• **Task**
State the number of lines in the listing that contain "StructuredValidation". No further words are expected.
=-=-=-=-=
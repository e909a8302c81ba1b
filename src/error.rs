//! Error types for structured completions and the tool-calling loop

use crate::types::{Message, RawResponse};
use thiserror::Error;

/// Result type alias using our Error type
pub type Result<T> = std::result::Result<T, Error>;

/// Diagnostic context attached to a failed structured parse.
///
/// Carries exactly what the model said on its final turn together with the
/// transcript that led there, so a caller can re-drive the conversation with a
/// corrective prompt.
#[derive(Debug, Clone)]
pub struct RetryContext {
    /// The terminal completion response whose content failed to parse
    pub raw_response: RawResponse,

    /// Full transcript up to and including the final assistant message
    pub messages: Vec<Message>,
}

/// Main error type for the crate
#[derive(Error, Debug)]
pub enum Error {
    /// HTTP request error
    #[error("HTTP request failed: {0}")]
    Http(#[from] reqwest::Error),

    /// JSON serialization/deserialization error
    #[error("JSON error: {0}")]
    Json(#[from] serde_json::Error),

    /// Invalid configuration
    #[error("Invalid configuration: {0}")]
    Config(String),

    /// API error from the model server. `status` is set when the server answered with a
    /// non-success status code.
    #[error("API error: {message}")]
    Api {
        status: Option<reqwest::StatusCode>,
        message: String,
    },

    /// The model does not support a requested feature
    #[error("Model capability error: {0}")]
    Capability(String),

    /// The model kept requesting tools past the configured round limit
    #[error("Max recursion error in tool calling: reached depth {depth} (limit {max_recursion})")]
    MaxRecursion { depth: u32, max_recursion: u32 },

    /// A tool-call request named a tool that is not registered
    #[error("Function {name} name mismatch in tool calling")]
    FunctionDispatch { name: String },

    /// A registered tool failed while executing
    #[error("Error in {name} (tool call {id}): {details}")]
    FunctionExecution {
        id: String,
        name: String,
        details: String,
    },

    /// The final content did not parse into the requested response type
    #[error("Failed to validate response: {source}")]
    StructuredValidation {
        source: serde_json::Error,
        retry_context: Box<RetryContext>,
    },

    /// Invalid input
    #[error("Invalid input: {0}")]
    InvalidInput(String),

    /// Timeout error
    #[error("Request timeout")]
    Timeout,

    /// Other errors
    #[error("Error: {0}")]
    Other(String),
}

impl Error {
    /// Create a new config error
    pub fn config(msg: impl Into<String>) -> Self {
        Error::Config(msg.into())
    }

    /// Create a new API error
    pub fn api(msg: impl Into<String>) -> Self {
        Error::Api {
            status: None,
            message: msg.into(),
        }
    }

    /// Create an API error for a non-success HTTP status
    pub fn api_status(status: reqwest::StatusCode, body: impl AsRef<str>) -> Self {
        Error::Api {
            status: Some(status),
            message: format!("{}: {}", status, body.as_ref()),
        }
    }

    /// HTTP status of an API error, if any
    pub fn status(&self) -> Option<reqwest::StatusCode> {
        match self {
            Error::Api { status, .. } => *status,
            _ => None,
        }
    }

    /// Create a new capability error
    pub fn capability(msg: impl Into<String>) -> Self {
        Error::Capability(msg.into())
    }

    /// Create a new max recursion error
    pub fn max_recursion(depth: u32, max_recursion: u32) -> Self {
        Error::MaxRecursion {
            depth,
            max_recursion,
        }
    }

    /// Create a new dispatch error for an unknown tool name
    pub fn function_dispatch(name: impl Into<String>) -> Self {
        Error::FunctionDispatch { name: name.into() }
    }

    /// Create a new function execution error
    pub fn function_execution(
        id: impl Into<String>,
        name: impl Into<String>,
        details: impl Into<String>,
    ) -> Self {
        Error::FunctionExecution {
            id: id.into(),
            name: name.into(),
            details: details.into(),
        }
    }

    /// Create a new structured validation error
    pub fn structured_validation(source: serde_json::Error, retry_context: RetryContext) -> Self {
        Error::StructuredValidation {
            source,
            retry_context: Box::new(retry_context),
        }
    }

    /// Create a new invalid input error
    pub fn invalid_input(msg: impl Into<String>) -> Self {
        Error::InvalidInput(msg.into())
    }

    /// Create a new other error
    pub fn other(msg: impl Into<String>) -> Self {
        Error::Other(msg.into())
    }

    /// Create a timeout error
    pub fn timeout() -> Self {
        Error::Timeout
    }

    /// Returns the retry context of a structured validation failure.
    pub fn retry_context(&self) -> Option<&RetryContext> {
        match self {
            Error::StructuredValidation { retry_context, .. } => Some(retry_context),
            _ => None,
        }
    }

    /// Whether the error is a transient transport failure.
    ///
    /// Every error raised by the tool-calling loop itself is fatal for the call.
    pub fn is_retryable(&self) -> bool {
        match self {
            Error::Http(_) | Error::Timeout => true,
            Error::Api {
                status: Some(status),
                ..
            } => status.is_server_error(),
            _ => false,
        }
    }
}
=-=-=-=-=
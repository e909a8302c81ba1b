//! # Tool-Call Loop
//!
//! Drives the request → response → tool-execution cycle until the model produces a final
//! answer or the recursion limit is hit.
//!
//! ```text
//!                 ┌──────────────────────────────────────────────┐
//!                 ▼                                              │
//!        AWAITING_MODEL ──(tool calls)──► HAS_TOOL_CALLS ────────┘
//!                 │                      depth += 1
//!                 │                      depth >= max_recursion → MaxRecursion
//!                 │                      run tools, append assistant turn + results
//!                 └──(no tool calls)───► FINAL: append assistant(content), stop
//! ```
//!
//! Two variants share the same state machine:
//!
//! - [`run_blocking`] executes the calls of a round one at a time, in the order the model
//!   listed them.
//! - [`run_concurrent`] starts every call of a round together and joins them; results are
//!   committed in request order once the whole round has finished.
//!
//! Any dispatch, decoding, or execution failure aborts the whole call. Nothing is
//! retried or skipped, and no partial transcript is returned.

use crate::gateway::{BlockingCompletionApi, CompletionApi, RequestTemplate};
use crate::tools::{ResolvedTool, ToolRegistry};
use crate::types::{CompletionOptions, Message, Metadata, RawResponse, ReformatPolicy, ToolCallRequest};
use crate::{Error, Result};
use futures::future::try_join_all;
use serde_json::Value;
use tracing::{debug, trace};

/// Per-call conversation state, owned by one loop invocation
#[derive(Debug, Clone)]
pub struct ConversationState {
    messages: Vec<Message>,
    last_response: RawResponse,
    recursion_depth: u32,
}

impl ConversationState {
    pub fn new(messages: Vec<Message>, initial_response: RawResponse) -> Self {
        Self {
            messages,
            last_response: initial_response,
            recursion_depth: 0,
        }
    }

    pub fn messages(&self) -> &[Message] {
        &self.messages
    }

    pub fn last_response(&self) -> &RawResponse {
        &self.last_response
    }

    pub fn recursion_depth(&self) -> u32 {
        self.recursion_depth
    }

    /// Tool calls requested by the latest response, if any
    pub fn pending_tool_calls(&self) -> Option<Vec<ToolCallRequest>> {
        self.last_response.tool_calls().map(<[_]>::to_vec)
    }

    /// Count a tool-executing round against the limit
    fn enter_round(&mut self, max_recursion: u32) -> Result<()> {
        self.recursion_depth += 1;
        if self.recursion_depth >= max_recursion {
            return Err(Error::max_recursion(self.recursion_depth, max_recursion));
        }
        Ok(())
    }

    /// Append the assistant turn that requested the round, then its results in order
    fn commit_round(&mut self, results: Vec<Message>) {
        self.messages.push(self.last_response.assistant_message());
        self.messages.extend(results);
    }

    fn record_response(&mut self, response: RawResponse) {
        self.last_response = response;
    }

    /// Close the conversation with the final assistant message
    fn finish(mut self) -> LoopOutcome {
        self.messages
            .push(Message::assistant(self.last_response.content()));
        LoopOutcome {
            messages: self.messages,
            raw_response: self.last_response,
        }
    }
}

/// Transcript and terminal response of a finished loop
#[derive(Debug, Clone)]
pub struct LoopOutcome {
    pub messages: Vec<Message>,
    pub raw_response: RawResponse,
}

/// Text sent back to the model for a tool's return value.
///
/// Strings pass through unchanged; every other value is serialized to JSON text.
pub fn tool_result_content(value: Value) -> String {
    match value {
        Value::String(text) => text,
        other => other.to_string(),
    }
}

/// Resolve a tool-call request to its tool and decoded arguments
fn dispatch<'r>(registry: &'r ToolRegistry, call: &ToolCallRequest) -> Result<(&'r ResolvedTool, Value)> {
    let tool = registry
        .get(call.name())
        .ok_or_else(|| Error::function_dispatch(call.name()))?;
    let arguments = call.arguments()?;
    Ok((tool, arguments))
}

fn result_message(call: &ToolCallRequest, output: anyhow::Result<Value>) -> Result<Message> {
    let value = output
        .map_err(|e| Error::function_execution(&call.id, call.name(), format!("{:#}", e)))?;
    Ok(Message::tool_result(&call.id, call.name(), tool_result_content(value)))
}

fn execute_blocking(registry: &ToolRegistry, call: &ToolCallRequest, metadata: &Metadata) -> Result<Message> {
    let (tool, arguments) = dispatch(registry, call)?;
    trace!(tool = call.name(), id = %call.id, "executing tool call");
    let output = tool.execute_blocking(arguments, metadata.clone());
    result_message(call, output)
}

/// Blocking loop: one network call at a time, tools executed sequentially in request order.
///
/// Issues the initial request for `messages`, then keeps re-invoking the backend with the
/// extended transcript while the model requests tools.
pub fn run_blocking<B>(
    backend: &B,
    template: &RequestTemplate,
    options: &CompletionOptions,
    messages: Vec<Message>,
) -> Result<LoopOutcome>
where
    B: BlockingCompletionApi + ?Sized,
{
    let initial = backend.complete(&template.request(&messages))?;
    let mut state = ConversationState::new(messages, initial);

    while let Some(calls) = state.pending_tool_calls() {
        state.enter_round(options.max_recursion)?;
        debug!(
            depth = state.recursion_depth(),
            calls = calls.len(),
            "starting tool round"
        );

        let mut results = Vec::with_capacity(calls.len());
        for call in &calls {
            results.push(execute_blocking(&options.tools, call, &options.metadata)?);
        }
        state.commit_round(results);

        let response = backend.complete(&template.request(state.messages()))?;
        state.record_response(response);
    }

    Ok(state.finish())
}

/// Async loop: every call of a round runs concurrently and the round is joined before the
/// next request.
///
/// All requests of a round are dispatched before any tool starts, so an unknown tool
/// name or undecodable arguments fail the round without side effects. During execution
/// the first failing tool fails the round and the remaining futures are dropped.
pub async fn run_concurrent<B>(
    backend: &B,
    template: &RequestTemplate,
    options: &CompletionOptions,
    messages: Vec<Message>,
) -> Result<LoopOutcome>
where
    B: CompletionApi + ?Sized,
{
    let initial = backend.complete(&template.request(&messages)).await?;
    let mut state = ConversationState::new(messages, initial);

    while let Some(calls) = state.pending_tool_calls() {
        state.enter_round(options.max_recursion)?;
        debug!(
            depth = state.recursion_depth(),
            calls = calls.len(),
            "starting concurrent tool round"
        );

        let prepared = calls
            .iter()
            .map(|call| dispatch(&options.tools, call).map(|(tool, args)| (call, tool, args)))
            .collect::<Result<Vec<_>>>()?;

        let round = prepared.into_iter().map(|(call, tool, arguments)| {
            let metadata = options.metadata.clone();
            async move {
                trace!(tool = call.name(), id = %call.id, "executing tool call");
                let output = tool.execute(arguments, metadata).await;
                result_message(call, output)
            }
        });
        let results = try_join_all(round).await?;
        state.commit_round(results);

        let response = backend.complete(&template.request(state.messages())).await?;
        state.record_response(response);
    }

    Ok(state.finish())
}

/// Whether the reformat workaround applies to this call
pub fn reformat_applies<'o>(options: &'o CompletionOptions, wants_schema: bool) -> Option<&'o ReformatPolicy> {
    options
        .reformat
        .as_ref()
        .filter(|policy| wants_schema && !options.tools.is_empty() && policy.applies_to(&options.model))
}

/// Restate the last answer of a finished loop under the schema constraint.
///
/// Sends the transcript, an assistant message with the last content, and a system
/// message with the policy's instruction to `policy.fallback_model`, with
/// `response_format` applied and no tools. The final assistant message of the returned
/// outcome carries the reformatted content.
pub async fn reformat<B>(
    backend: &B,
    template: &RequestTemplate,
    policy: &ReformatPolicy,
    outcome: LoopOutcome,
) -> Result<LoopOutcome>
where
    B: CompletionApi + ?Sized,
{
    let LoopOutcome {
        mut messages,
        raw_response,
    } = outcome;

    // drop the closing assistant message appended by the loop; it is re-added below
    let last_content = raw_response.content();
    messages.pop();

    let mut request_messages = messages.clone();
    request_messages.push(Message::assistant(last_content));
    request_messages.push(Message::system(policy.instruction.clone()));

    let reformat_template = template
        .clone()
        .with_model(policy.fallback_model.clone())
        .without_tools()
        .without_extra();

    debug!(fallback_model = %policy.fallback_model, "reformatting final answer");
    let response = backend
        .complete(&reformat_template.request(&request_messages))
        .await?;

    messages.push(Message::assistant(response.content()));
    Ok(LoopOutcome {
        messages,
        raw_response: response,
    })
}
=-=-=-=-=
• **Solution to this problem**
3